Pacing across the membrane: the novel PACE family of efflux pumps is widespread in Gram-negative pathogens

• Published in: Research in microbiology Vol. 169; no. 7-8; pp. 450 - 454
• Main Authors: Hassan, Karl A., Liu, Qi, Elbourne, Liam D.H., Ahmad, Irshad, Sharples, David, Naidu, Varsha, Chan, Chak Lam, Li, Liping, Harborne, Steven P.D., Pokhrel, Alaska, Postis, Vincent L.G., Goldman, Adrian, Henderson, Peter J.F., Paulsen, Ian T.
• Format: Journal Article
• Language: English
• Published: France Elsevier Masson SAS 01.09.2018; Elsevier
• Subjects: amino acid motifs; amino acid sequences; animal pathogens; anti-infective agents; Antimicrobial resistance; antiseptics; Bacterial transmembrane pair domain; biocides; disinfectants; drug resistance; Efflux; genes; germplasm conservation; Gram-negative bacteria; Gram-negative pathogen; interspersed repetitive sequences; Membrane transport; PACE; transporters; Efflux; Antimicrobial resistance; Bacterial transmembrane pair domain; Gram-negative pathogen; Membrane transport; PACE
• ISSN: 0923-2508; 1769-7123; 1769-7123
• DOI: 10.1016/j.resmic.2018.01.001

The proteobacterial antimicrobial compound efflux (PACE) family of transport proteins was only recently described. PACE family transport proteins can confer resistance to a range of biocides used as disinfectants and antiseptics, and are encoded by many important Gram-negative human pathogens. However, we are only just beginning to appreciate the range of functions and the mechanism(s) of transport operating in these proteins. Genes encoding PACE family proteins are typically conserved in the core genomes of bacterial species rather than on recently acquired mobile genetic elements, suggesting that they confer important core functions in addition to biocide resistance. Three-dimensional structural information is not yet available for PACE family proteins. However, PACE proteins have several very highly conserved amino acid sequence motifs that are likely to be important for substrate transport.
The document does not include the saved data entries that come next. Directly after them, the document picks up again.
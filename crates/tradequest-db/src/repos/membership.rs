//! League membership repository

use async_trait::async_trait;
use chrono::Utc;
use sqlx::SqlitePool;
use tracing::warn;
use uuid::Uuid;

use crate::models::{to_sql_int, user_key};
use crate::{DbError, DbLeagueMembership, DbResult};
use tradequest_league::{MembershipStore, StoreResult};
use tradequest_types::{CycleAnchor, MembershipRecord, MembershipUpdate, TierName, UserId, UNRANKED};

#[derive(Clone)]
pub struct MembershipRepo {
    pool: SqlitePool,
}

impl MembershipRepo {
    pub fn new(pool: SqlitePool) -> Self {
        Self { pool }
    }

    // =========================================================================
    // Member Operations
    // =========================================================================

    /// Enrol a user at `tier` for `cycle`. Joining twice keeps the first row.
    pub async fn join(&self, user_id: &UserId, tier: &TierName, cycle: CycleAnchor) -> DbResult<MembershipRecord> {
        let now = Utc::now();
        sqlx::query(
            r#"
            INSERT INTO league_memberships (user_id, tier, period_score, cohort_rank, highest_tier,
                cycle_id, joined_at, updated_at)
            VALUES (?1, ?2, 0, ?3, ?2, ?4, ?5, ?5)
            ON CONFLICT (user_id) DO NOTHING
            "#,
        )
        .bind(user_key(user_id))
        .bind(tier.as_str())
        .bind(i64::from(UNRANKED))
        .bind(cycle.id)
        .bind(now)
        .execute(&self.pool)
        .await?;

        self.find(user_id)
            .await?
            .ok_or_else(|| DbError::NotFound(user_id.to_string()))
    }

    pub async fn find(&self, user_id: &UserId) -> DbResult<Option<MembershipRecord>> {
        let row = sqlx::query_as::<_, DbLeagueMembership>("SELECT * FROM league_memberships WHERE user_id = ?1")
            .bind(user_key(user_id))
            .fetch_optional(&self.pool)
            .await?;
        row.map(MembershipRecord::try_from).transpose()
    }

    /// Add XP earned during the current cycle; returns the new score.
    /// Scores saturate instead of overflowing.
    pub async fn award_points(&self, user_id: &UserId, points: u64) -> DbResult<u64> {
        let score: Option<i64> = sqlx::query_scalar(
            r#"
            UPDATE league_memberships
            SET period_score = CASE
                    WHEN period_score > 9223372036854775807 - ?2 THEN 9223372036854775807
                    ELSE period_score + ?2
                END,
                updated_at = ?3
            WHERE user_id = ?1
            RETURNING period_score
            "#,
        )
        .bind(user_key(user_id))
        .bind(to_sql_int(points))
        .bind(Utc::now())
        .fetch_optional(&self.pool)
        .await?;

        let score = score.ok_or_else(|| DbError::NotFound(user_id.to_string()))?;
        u64::try_from(score).map_err(|_| DbError::CorruptRow(format!("negative score for {}", user_id)))
    }

    pub async fn count(&self) -> DbResult<i64> {
        let count: i64 = sqlx::query_scalar("SELECT COUNT(*) FROM league_memberships")
            .fetch_one(&self.pool)
            .await?;
        Ok(count)
    }

    // =========================================================================
    // Cohort Operations
    // =========================================================================

    pub async fn list_distinct_tiers(&self) -> DbResult<Vec<TierName>> {
        let tiers: Vec<String> = sqlx::query_scalar("SELECT DISTINCT tier FROM league_memberships ORDER BY tier")
            .fetch_all(&self.pool)
            .await?;
        Ok(tiers.into_iter().map(TierName::new).collect())
    }

    /// Every member of `tier`, best score first. Rows that cannot be decoded
    /// are logged and left out so the rest of the cohort can still close.
    pub async fn load_cohort(&self, tier: &TierName) -> DbResult<Vec<MembershipRecord>> {
        let rows = sqlx::query_as::<_, DbLeagueMembership>(
            "SELECT * FROM league_memberships WHERE tier = ?1 ORDER BY period_score DESC, user_id ASC",
        )
        .bind(tier.as_str())
        .fetch_all(&self.pool)
        .await?;

        let mut records = Vec::with_capacity(rows.len());
        for row in rows {
            let user_id = row.user_id.clone();
            match MembershipRecord::try_from(row) {
                Ok(record) => records.push(record),
                Err(e) => warn!(user_id = %user_id, tier = %tier, error = %e, "Skipping undecodable membership row"),
            }
        }
        Ok(records)
    }

    pub async fn member_ids_in_tier(&self, tier: &TierName) -> DbResult<Vec<UserId>> {
        let ids: Vec<String> =
            sqlx::query_scalar("SELECT user_id FROM league_memberships WHERE tier = ?1 ORDER BY user_id")
                .bind(tier.as_str())
                .fetch_all(&self.pool)
                .await?;
        Ok(ids
            .iter()
            .filter_map(|id| match Uuid::parse_str(id) {
                Ok(uuid) => Some(UserId::from_uuid(uuid)),
                Err(e) => {
                    warn!(user_id = %id, tier = %tier, error = %e, "Skipping undecodable member id");
                    None
                }
            })
            .collect())
    }

    /// Write a cycle-close update. Only applies while the row is still at
    /// `update.expected_cycle_id`.
    pub async fn apply_update(&self, user_id: &UserId, update: &MembershipUpdate) -> DbResult<()> {
        let result = sqlx::query(
            r#"
            UPDATE league_memberships
            SET tier = ?3,
                period_score = ?4,
                cohort_rank = ?5,
                last_cycle_rank = ?6,
                highest_tier = ?7,
                total_promotions = ?8,
                total_demotions = ?9,
                total_top_three_finishes = ?10,
                total_first_place_finishes = ?11,
                total_cycles_participated = ?12,
                cycle_id = ?13,
                updated_at = ?14,
                last_cycle_tier = ?15,
                last_cycle_score = ?16
            WHERE user_id = ?1 AND cycle_id = ?2
            "#,
        )
        .bind(user_key(user_id))
        .bind(update.expected_cycle_id)
        .bind(update.tier.as_str())
        .bind(to_sql_int(update.period_score))
        .bind(i64::from(update.cohort_rank))
        .bind(update.last_cycle_rank.map(i64::from))
        .bind(update.highest_tier.as_str())
        .bind(i64::from(update.counters.total_promotions))
        .bind(i64::from(update.counters.total_demotions))
        .bind(i64::from(update.counters.total_top_three_finishes))
        .bind(i64::from(update.counters.total_first_place_finishes))
        .bind(i64::from(update.counters.total_cycles_participated))
        .bind(update.cycle.id)
        .bind(Utc::now())
        .bind(update.last_cycle_tier.as_str())
        .bind(to_sql_int(update.last_cycle_score))
        .execute(&self.pool)
        .await?;

        if result.rows_affected() > 0 {
            return Ok(());
        }

        match self.find(user_id).await? {
            Some(current) => Err(DbError::Conflict(format!(
                "{} is at cycle {}, expected {}",
                user_id, current.cycle.id, update.expected_cycle_id
            ))),
            None => Err(DbError::NotFound(user_id.to_string())),
        }
    }
}

#[async_trait]
impl MembershipStore for MembershipRepo {
    async fn list_distinct_tiers(&self) -> StoreResult<Vec<TierName>> {
        Ok(MembershipRepo::list_distinct_tiers(self).await?)
    }

    async fn load_cohort(&self, tier: &TierName) -> StoreResult<Vec<MembershipRecord>> {
        Ok(MembershipRepo::load_cohort(self, tier).await?)
    }

    async fn cohort_member_ids(&self, tier: &TierName) -> StoreResult<Vec<UserId>> {
        Ok(self.member_ids_in_tier(tier).await?)
    }

    async fn update_record(&self, user_id: &UserId, update: &MembershipUpdate) -> StoreResult<()> {
        Ok(self.apply_update(user_id, update).await?)
    }
}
PACE proteins also display strong amino acid sequence conservation between their N and C-terminal halves, suggesting that they evolved by duplication of an ancestral protein comprised of two transmembrane helices. In light of their drug resistance functions in Gram-negative pathogens, PACE proteins should be the subject of detailed future investigation.